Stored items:
----------------------------------------
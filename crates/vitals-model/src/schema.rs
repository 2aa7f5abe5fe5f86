//! Declarative field schemas for the two record kinds.
//!
//! Each schema is a table mapping field name to its normalization kind,
//! requirement, and plausible bounds. One generic validation routine in
//! `vitals-validate` interprets the table; no per-field bespoke code.

use crate::quality::SourceTable;

/// How a field's raw value is normalized and checked.
#[derive(Debug, Clone, Copy, PartialEq, Eq)]
pub enum FieldKind {
    /// Non-empty identifying string; numeric input is stringified.
    Identifier,
    /// Free text, kept as-is.
    Text,
    /// Free text normalized to title case.
    TitleCase,
    /// Calendar date, canonicalized to `YYYY-MM-DD`.
    Date,
    /// ISO 8601 date-time, canonicalized to a UTC instant.
    Timestamp,
    /// Basic email shape.
    Email,
    /// Basic phone shape.
    Phone,
    /// Numeric biometric.
    Numeric,
}

/// Whether absence of the field blocks emission of the record.
#[derive(Debug, Clone, Copy, PartialEq, Eq)]
pub enum Requirement {
    Mandatory,
    Optional,
}

/// Inclusive plausible bounds for a numeric field.
#[derive(Debug, Clone, Copy, PartialEq)]
pub struct Bounds {
    pub min: f64,
    pub max: f64,
}

impl Bounds {
    pub const fn new(min: f64, max: f64) -> Self {
        Self { min, max }
    }

    pub fn contains(&self, value: f64) -> bool {
        value >= self.min && value <= self.max
    }
}

/// One field of a record schema.
#[derive(Debug, Clone, Copy, PartialEq)]
pub struct FieldSpec {
    pub name: &'static str,
    pub kind: FieldKind,
    pub requirement: Requirement,
    pub bounds: Option<Bounds>,
}

impl FieldSpec {
    pub const fn mandatory(name: &'static str, kind: FieldKind) -> Self {
        Self {
            name,
            kind,
            requirement: Requirement::Mandatory,
            bounds: None,
        }
    }

    pub const fn optional(name: &'static str, kind: FieldKind) -> Self {
        Self {
            name,
            kind,
            requirement: Requirement::Optional,
            bounds: None,
        }
    }

    /// Optional numeric field with inclusive plausible bounds.
    pub const fn bounded(name: &'static str, min: f64, max: f64) -> Self {
        Self {
            name,
            kind: FieldKind::Numeric,
            requirement: Requirement::Optional,
            bounds: Some(Bounds::new(min, max)),
        }
    }

    pub fn is_mandatory(&self) -> bool {
        self.requirement == Requirement::Mandatory
    }
}

/// Declarative schema for one logical table.
#[derive(Debug, Clone, Copy)]
pub struct RecordSchema {
    pub source: SourceTable,
    /// Field carrying the record identifier, used as the error reference.
    pub id_field: &'static str,
    pub fields: &'static [FieldSpec],
}

impl RecordSchema {
    pub fn field(&self, name: &str) -> Option<&FieldSpec> {
        self.fields.iter().find(|spec| spec.name == name)
    }
}

static PATIENT_FIELDS: [FieldSpec; 8] = [
    FieldSpec::mandatory("id", FieldKind::Identifier),
    FieldSpec::mandatory("name", FieldKind::Text),
    FieldSpec::optional("dob", FieldKind::Date),
    FieldSpec::optional("gender", FieldKind::TitleCase),
    FieldSpec::optional("sex", FieldKind::TitleCase),
    FieldSpec::optional("address", FieldKind::Text),
    FieldSpec::optional("email", FieldKind::Email),
    FieldSpec::optional("phone", FieldKind::Phone),
];

static READING_FIELDS: [FieldSpec; 7] = [
    FieldSpec::mandatory("reading_id", FieldKind::Identifier),
    FieldSpec::optional("patient_id", FieldKind::Identifier),
    // An unparseable timestamp would corrupt interpretation of the reading,
    // so the field blocks emission like an identifying field.
    FieldSpec::mandatory("timestamp", FieldKind::Timestamp),
    FieldSpec::bounded("glucose", 0.0, 1000.0),
    FieldSpec::bounded("systolic_bp", 0.0, 300.0),
    FieldSpec::bounded("diastolic_bp", 0.0, 300.0),
    FieldSpec::bounded("weight", 0.0, 1000.0),
];

/// Schema for patient records.
pub fn patient_schema() -> RecordSchema {
    RecordSchema {
        source: SourceTable::Patients,
        id_field: "id",
        fields: &PATIENT_FIELDS,
    }
}

/// Schema for device-reading records.
pub fn reading_schema() -> RecordSchema {
    RecordSchema {
        source: SourceTable::DeviceReadings,
        id_field: "reading_id",
        fields: &READING_FIELDS,
    }
}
----------------------------------------
INSTRUCTIONS FOR THE TASK> Looking at the records above, how many lines contain "emission"? Only the number is needed.

ANSWER FOR THIS EXERCISE> 2